While it now appears to be settled that employees cannot opt out of the change — which will suspend Social Security payroll tax withholding through the end of the calendar year — confusion continues on a range of other issues, including when it will take effect, and whether it in fact already has.


Administration officials have said the change is to be effective as of the second pay distribution of September, which would mean the period that ends Saturday, since employees are receiving distributions this week or early next week for the period that ended August 29. Employees of at least one agency have been specifically told that it is effective in the current pay period. Employees of others, though, say that hasn’t been made clear.

The only one of the major payroll providers that has posted a notice on the withhold issue, the Defense Finance and Accounting Service, did not directly address the effective date.

Affected employees will have to repay the money after the turn of the year, with no tax penalties or interest so long as it is repaid by April 30. Several of the messages from agencies raise the possibility of a waiver of that obligation by referring to the White House’s support for it; however, they do not mention that a waiver would require action by Congress and that there is strong bipartisan opposition on Capitol Hill.
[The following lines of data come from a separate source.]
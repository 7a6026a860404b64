//! 自动链接设置
//!
//! 所有字段都有默认值，配置文件中缺失的字段使用默认值补全

use std::collections::BTreeSet;
use std::fmt;
use std::str::FromStr;

use serde::{Deserialize, Serialize};

use super::constants;
use crate::parsers::html::utils::HEADING_TAGS;

/// 链接打开方式
#[derive(Clone, Copy, Debug, Default, PartialEq, Eq, Deserialize, Serialize)]
#[serde(rename_all = "kebab-case")]
pub enum LinkTarget {
    /// 当前窗口打开
    #[default]
    SameWindow,
    /// 新窗口打开 (`target="_blank"`)
    NewWindow,
}

impl LinkTarget {
    /// 对应的 `target` 属性值
    pub fn target_attr(&self) -> Option<&'static str> {
        match self {
            LinkTarget::SameWindow => None,
            LinkTarget::NewWindow => Some("_blank"),
        }
    }
}

impl FromStr for LinkTarget {
    type Err = String;

    fn from_str(value: &str) -> Result<Self, Self::Err> {
        match value.trim().to_lowercase().as_str() {
            "same-window" | "same" | "_self" | "self" => Ok(LinkTarget::SameWindow),
            "new-window" | "new" | "_blank" | "blank" => Ok(LinkTarget::NewWindow),
            other => Err(format!(
                "无效的链接打开方式 '{}'，可选值: same-window, new-window",
                other
            )),
        }
    }
}

impl fmt::Display for LinkTarget {
    fn fmt(&self, f: &mut fmt::Formatter<'_>) -> fmt::Result {
        match self {
            LinkTarget::SameWindow => write!(f, "same-window"),
            LinkTarget::NewWindow => write!(f, "new-window"),
        }
    }
}

/// 自动链接设置
#[derive(Debug, Clone, PartialEq, Eq, Deserialize, Serialize)]
#[serde(default)]
pub struct Settings {
    /// 每篇内容最大链接数，0 表示不限制
    pub max_links_per_post: usize,
    /// 每个关键词在一篇内容中的最大链接数
    pub max_links_per_keyword: usize,
    pub link_target: LinkTarget,
    pub case_sensitive: bool,
    /// 排除区域标签（默认标题标签）
    pub excluded_tag_names: BTreeSet<String>,
    /// 不在已有链接内部插入链接
    pub exclude_existing_links: bool,
    /// 允许自动链接的内容范围（如 post、page）
    pub eligible_content_scopes: BTreeSet<String>,
    /// 插入链接的 CSS 类
    #[serde(skip_serializing_if = "Option::is_none")]
    pub link_class: Option<String>,
    /// 为插入的链接加上 `rel="nofollow"`
    pub nofollow: bool,
}

impl Default for Settings {
    fn default() -> Self {
        Self {
            max_links_per_post: constants::DEFAULT_MAX_LINKS_PER_POST,
            max_links_per_keyword: constants::DEFAULT_MAX_LINKS_PER_KEYWORD,
            link_target: LinkTarget::default(),
            case_sensitive: false,
            excluded_tag_names: HEADING_TAGS.iter().map(|s| s.to_string()).collect(),
            exclude_existing_links: true,
            eligible_content_scopes: constants::DEFAULT_CONTENT_SCOPES
                .iter()
                .map(|s| s.to_string())
                .collect(),
            link_class: None,
            nofollow: false,
        }
    }
}

impl Settings {
    /// 校验并修正设置
    ///
    /// 不会失败：越界值被修正并记录警告
    pub fn validate_and_clamp(&mut self) {
        if self.max_links_per_keyword < 1 {
            tracing::warn!(
                "max_links_per_keyword 必须至少为 1，已从 {} 修正为 1",
                self.max_links_per_keyword
            );
            self.max_links_per_keyword = 1;
        }

        self.excluded_tag_names = self
            .excluded_tag_names
            .iter()
            .map(|tag| tag.trim().to_lowercase())
            .filter(|tag| !tag.is_empty())
            .collect();

        self.eligible_content_scopes = self
            .eligible_content_scopes
            .iter()
            .map(|scope| scope.trim().to_lowercase())
            .filter(|scope| !scope.is_empty())
            .collect();

        if let Some(class) = &self.link_class {
            if class.trim().is_empty() {
                self.link_class = None;
            }
        }
    }

    /// 应用环境变量覆盖
    pub fn apply_env_overrides(&mut self) {
        use crate::env::{linker, EnvVar};

        match linker::MaxLinksPerPost::get() {
            Ok(value) => self.max_links_per_post = value,
            Err(e) if e.is_set() => tracing::warn!("{}", e),
            Err(_) => {}
        }

        match linker::MaxLinksPerKeyword::get() {
            Ok(value) => self.max_links_per_keyword = value,
            Err(e) if e.is_set() => tracing::warn!("{}", e),
            Err(_) => {}
        }

        match linker::CaseSensitive::get() {
            Ok(value) => self.case_sensitive = value,
            Err(e) if e.is_set() => tracing::warn!("{}", e),
            Err(_) => {}
        }

        match linker::Target::get() {
            Ok(value) => self.link_target = value,
            Err(e) if e.is_set() => tracing::warn!("{}", e),
            Err(_) => {}
        }
    }

    /// 检查内容范围是否允许自动链接
    pub fn is_scope_eligible(&self, scope: &str) -> bool {
        self.eligible_content_scopes
            .contains(&scope.trim().to_lowercase())
    }

    /// 检查标签是否属于排除区域
    ///
    /// 比较时忽略大小写和首尾空白，未经 `validate_and_clamp` 的设置同样生效
    pub fn is_excluded_tag(&self, tag_name: &str) -> bool {
        let tag_name = tag_name.trim();

        self.excluded_tag_names.contains(tag_name)
            || self
                .excluded_tag_names
                .iter()
                .any(|tag| tag.trim().eq_ignore_ascii_case(tag_name))
    }
}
Messages from agencies also do not address how the obligation would be paid back; the DFAS notice says that “collection of the deferred taxes will be taken from your wages between January 1 and April 30, 2021 for both military members and civilian employees. Additional information on the collection process will be provided in the future.”
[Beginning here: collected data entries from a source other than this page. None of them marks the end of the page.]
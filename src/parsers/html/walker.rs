//! DOM遍历器模块
//!
//! 深度优先（前序）遍历 DOM 树，把正文文本节点中的关键词替换为链接。
//!
//! # 处理流程
//!
//! 1. 对每个节点询问规则引擎，处于排除区域的节点连同子树一起跳过
//! 2. 文本节点按词典顺序逐个尝试关键词，匹配从游标处向后查找，
//!    命中后文本节点被替换为 `[前缀, <a>, 后缀]`，游标移到后缀开头
//! 3. 元素节点递归处理其子节点的快照（插入新兄弟节点不会影响正在进行的迭代）
//! 4. 全局配额用尽后立即停止遍历
//!
//! 对已处理过的输出再次处理不会插入新的链接：
//!
//! - 遍历开始前，文档中已有的、指向词典目标的链接先计入配额
//! - 紧邻"引擎形态"链接（href 为词典 URL，文本恰为该关键词）的文本节点，
//!   只尝试词典中位于该链接关键词之后（左侧链接）或之前（右侧链接）的关键词，
//!   与首次处理时游标的行为一致

use std::ops::Range;
use std::rc::Rc;

use markup5ever_rcdom::{Handle, NodeData, RcDom};

use crate::config::constants::NEW_WINDOW_REL;
use crate::config::{KeywordDictionary, KeywordEntry, Settings};
use crate::linker::{AnnotationState, KeywordMatcher, RuleEngine};

use super::dom::{
    create_anchor, create_text_node, find_nodes, get_node_attr, get_node_name, get_parent_node,
    get_text_content, replace_child, set_node_attr,
};
use super::utils::ANCHOR_TAG;

/// 遍历结果
#[derive(Clone, Copy, Debug, PartialEq, Eq)]
pub enum WalkFlow {
    Continue,
    /// 全局配额已用尽，剩余节点无需访问
    BudgetExhausted,
}

/// 链接插入遍历器
pub struct LinkWalker<'a> {
    dom: &'a RcDom,
    settings: &'a Settings,
    dictionary: &'a KeywordDictionary,
    matcher: KeywordMatcher,
    rules: RuleEngine<'a>,
    state: AnnotationState,
    text_nodes_visited: usize,
}

impl<'a> LinkWalker<'a> {
    pub fn new(dom: &'a RcDom, settings: &'a Settings, dictionary: &'a KeywordDictionary) -> Self {
        Self {
            dom,
            settings,
            dictionary,
            matcher: KeywordMatcher::new(dictionary, settings.case_sensitive),
            rules: RuleEngine::new(settings),
            state: AnnotationState::new(settings),
            text_nodes_visited: 0,
        }
    }

    /// 从内容根节点开始遍历
    pub fn walk(&mut self, root: &Handle) -> WalkFlow {
        self.count_existing_links(root);
        if self.state.is_budget_exhausted() {
            tracing::debug!("已有链接已用尽配额，跳过遍历");
            return WalkFlow::BudgetExhausted;
        }

        let mut ancestors: Vec<String> = Vec::new();
        self.walk_node(root, &mut ancestors)
    }

    pub fn state(&self) -> &AnnotationState {
        &self.state
    }

    pub fn text_nodes_visited(&self) -> usize {
        self.text_nodes_visited
    }

    /// 各关键词插入的链接数（词典顺序）
    pub fn keyword_counts(&self) -> Vec<(String, usize)> {
        self.dictionary
            .iter()
            .map(|entry| (entry.keyword.clone(), self.state.keyword_count(&entry.keyword)))
            .collect()
    }

    /// 已有链接按目标 URL 计入对应关键词的配额
    fn count_existing_links(&mut self, root: &Handle) {
        let dictionary = self.dictionary;

        for anchor in find_nodes(root, vec![ANCHOR_TAG]) {
            let Some(href) = get_node_attr(&anchor, "href") else {
                continue;
            };
            let href = href.trim();

            let keywords: Vec<&str> = dictionary
                .iter()
                .filter(|entry| entry.url == href)
                .map(|entry| entry.keyword.as_str())
                .collect();

            if !keywords.is_empty() {
                self.state.record_existing_link(keywords);
            }
        }
    }

    fn walk_node(&mut self, node: &Handle, ancestors: &mut Vec<String>) -> WalkFlow {
        if !self.rules.is_node_eligible(node, ancestors) {
            return WalkFlow::Continue;
        }

        match node.data {
            NodeData::Text { .. } => {
                let Some(parent) = get_parent_node(node) else {
                    return WalkFlow::Continue;
                };
                self.text_nodes_visited += 1;
                self.annotate_text(node, &parent)
            }
            NodeData::Document | NodeData::Element { .. } => {
                let tag_name = get_node_name(node).map(str::to_string);
                if let Some(tag_name) = tag_name.clone() {
                    ancestors.push(tag_name);
                }

                // Snapshot: annotating a text child splices new siblings into the live list
                let children: Vec<Handle> = node.children.borrow().clone();

                let mut flow = WalkFlow::Continue;
                for child in children.iter() {
                    flow = self.walk_node(child, ancestors);
                    if flow == WalkFlow::BudgetExhausted {
                        break;
                    }
                }

                if tag_name.is_some() {
                    ancestors.pop();
                }

                flow
            }
            _ => WalkFlow::Continue,
        }
    }

    /// 处理单个文本节点
    fn annotate_text(&mut self, node: &Handle, parent: &Handle) -> WalkFlow {
        let Some(text) = get_text_content(node) else {
            return WalkFlow::Continue;
        };

        let (after, before) = self.keyword_window(node, parent);

        // Counts are committed only once the node has actually been replaced
        let mut state = self.state.clone();
        let mut matches: Vec<(Range<usize>, &KeywordEntry)> = Vec::new();
        let mut cursor = 0;

        for (index, entry) in self.dictionary.iter().enumerate() {
            if after.is_some_and(|after| index <= after)
                || before.is_some_and(|before| index >= before)
            {
                continue;
            }

            if !state.can_link(&entry.keyword) {
                continue;
            }

            if let Some(range) = self.matcher.find(index, &text, cursor) {
                cursor = range.end;
                state.record_link(&entry.keyword);
                matches.push((range, entry));

                if state.is_budget_exhausted() {
                    break;
                }
            }
        }

        if matches.is_empty() {
            return WalkFlow::Continue;
        }

        let mut replacements: Vec<Handle> = Vec::with_capacity(matches.len() * 2 + 1);
        let mut consumed = 0;

        for (range, entry) in matches.iter() {
            if range.start > consumed {
                replacements.push(create_text_node(&text[consumed..range.start]));
            }
            tracing::trace!("插入链接: '{}' -> {}", &text[range.clone()], entry.url);
            replacements.push(self.build_anchor(&text[range.clone()], &entry.url));
            consumed = range.end;
        }

        if consumed < text.len() {
            replacements.push(create_text_node(&text[consumed..]));
        }

        if !replace_child(parent, node, replacements) {
            tracing::debug!("文本节点已不在父节点中，跳过");
            return WalkFlow::Continue;
        }

        self.state = state;

        if self.state.is_budget_exhausted() {
            WalkFlow::BudgetExhausted
        } else {
            WalkFlow::Continue
        }
    }

    /// 前后相邻兄弟节点中引擎形态链接的词典下标
    fn keyword_window(&self, node: &Handle, parent: &Handle) -> (Option<usize>, Option<usize>) {
        let children = parent.children.borrow();
        let Some(position) = children.iter().position(|child| Rc::ptr_eq(child, node)) else {
            return (None, None);
        };

        let after = position
            .checked_sub(1)
            .and_then(|index| children.get(index))
            .and_then(|sibling| self.linked_keyword_index(sibling));
        let before = children
            .get(position + 1)
            .and_then(|sibling| self.linked_keyword_index(sibling));

        (after, before)
    }

    /// 节点是否为引擎形态的链接，是则返回对应关键词的词典下标
    fn linked_keyword_index(&self, node: &Handle) -> Option<usize> {
        if get_node_name(node) != Some(ANCHOR_TAG) {
            return None;
        }

        let href = get_node_attr(node, "href")?;
        let children = node.children.borrow();
        let [child] = children.as_slice() else {
            return None;
        };
        let text = get_text_content(child)?;

        self.dictionary
            .iter()
            .enumerate()
            .find(|(index, entry)| {
                entry.url == href.trim() && self.matcher.find(*index, &text, 0) == Some(0..text.len())
            })
            .map(|(index, _)| index)
    }

    /// 创建带配置属性的链接元素
    fn build_anchor(&self, text: &str, href: &str) -> Handle {
        let anchor = create_anchor(self.dom, text, href);

        if let Some(target) = self.settings.link_target.target_attr() {
            set_node_attr(&anchor, "target", Some(target.to_string()));
        }

        let mut rel: Vec<&str> = Vec::new();
        if self.settings.link_target.target_attr().is_some() {
            rel.push(NEW_WINDOW_REL);
        }
        if self.settings.nofollow {
            rel.push("nofollow");
        }
        if !rel.is_empty() {
            set_node_attr(&anchor, "rel", Some(rel.join(" ")));
        }

        if let Some(class) = &self.settings.link_class {
            set_node_attr(&anchor, "class", Some(class.trim().to_string()));
        }

        anchor
    }
}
Nor do the messages address situations such as persons leaving federal employment before the money would be repaid—there is always a spike in federal employee retirements around the turn of the year, for example. Even the DFAS notice says only that in such a case, employees would be “still responsible for the Social Security tax repayment.”

One possibility might be for the agency to withhold the full amount due from the individual’s last pay—but that also hasn’t been specified.
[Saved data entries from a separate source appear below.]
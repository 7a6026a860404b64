//! 自动链接配置模块
//!
//! 提供设置、关键词词典以及持久化配置的加载与缓存

pub mod dictionary;
pub mod manager;
pub mod settings;

// 重新导出主要类型
pub use dictionary::{KeywordDictionary, KeywordEntry};
pub use manager::{ConfigManager, LinkerConfig};
pub use settings::{LinkTarget, Settings};

/// 配置常量
pub mod constants {
    /// 每篇内容最大链接数（0 表示不限制）
    pub const DEFAULT_MAX_LINKS_PER_POST: usize = 0;
    /// 每个关键词最大链接数
    pub const DEFAULT_MAX_LINKS_PER_KEYWORD: usize = 1;

    /// 默认可处理的内容范围
    pub const DEFAULT_CONTENT_SCOPES: &[&str] = &["post", "page"];

    /// 新窗口链接附带的 rel 值
    pub const NEW_WINDOW_REL: &str = "noopener noreferrer";

    /// 标记元素不参与自动链接的属性
    pub const OPT_OUT_ATTR: &str = "data-no-autolink";

    // 配置文件搜索路径
    pub const CONFIG_PATHS: &[&str] = &[
        "autolink.toml",
        "autolink.json",
        "~/.config/autolinker/config.toml",
        "/etc/autolinker/config.toml",
    ];
}
/// 默认排除的标题标签
pub const HEADING_TAGS: &[&str] = &["h1", "h2", "h3", "h4", "h5", "h6"];

/// 无论配置如何都不会插入链接的元素
///
/// 这些元素的文本要么不是正文（脚本、样式），要么嵌入链接会改变其含义或产生无效HTML
pub const NEVER_LINK_ELEMENTS: &[&str] = &[
    "script", "style", "textarea", "title", "noscript", "template", "iframe", "svg", "math",
    "button", "select", "option", "code", "pre",
];

/// 锚点元素标签名
pub const ANCHOR_TAG: &str = "a";

/// 检查输入是否为完整的HTML文档（而不是正文片段）
///
/// 跳过开头的空白和注释后，以 `<!doctype` 或 `<html` 标签开头才算完整文档
pub fn is_full_document(markup: &str) -> bool {
    let mut rest = markup.trim_start();

    while let Some(comment) = rest.strip_prefix("<!--") {
        let Some(end) = comment.find("-->") else {
            return false;
        };
        rest = comment[end + 3..].trim_start();
    }

    starts_with_ignore_case(rest, "<!doctype") || starts_with_html_tag(rest)
}

fn starts_with_ignore_case(text: &str, prefix: &str) -> bool {
    text.get(..prefix.len())
        .is_some_and(|head| head.eq_ignore_ascii_case(prefix))
}

fn starts_with_html_tag(text: &str) -> bool {
    if !starts_with_ignore_case(text, "<html") {
        return false;
    }

    match text["<html".len()..].chars().next() {
        None => true,
        Some(c) => c == '>' || c == '/' || c.is_ascii_whitespace(),
    }
}

/// 检查是否为永不插入链接的元素
pub fn is_never_link_element(tag_name: &str) -> bool {
    NEVER_LINK_ELEMENTS.contains(&tag_name)
}

/// 检查字符是否属于单词字符（字母、数字、下划线）
pub fn is_word_char(c: char) -> bool {
    c.is_alphanumeric() || c == '_'
}
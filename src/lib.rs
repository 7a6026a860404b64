//! # Autolinker Library
//!
//! 在 HTML 正文中自动为关键词插入内部链接的引擎。
//!
//! ## 模块组织
//!
//! - `core` - 入口函数、错误类型和调用结果
//! - `config` - 设置、关键词词典和配置管理
//! - `env` - 环境变量
//! - `linker` - 关键词匹配、排除区域规则和配额跟踪
//! - `parsers` - HTML 解析、遍历和序列化

pub mod config;
pub mod core;
pub mod env;
pub mod linker;
pub mod parsers;

// Re-export commonly used items for convenience
pub use crate::config::{
    ConfigManager, KeywordDictionary, KeywordEntry, LinkTarget, LinkerConfig, Settings,
};
pub use crate::core::{
    autolink_content, autolink_html, autolink_html_with_stats, try_autolink_html, AutolinkError,
    AutolinkOutcome, AutolinkResult, AutolinkStatus, Autolinker, NoOpReason,
};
The NTEU union has said that information being provided to employees “has been incomplete and conflicting” while the AFGE union similarly said that the guidance being issued “leaves many key questions unanswered.” Meanwhile, all Democrats on the House committee that oversees tax policies, Ways and Means, joined in a letter to OMB asking for details on numerous issues, saying that the administration’s statements have been “conflicting and changing.” Some two dozen senators, mostly Democrats, have sent a similar letter.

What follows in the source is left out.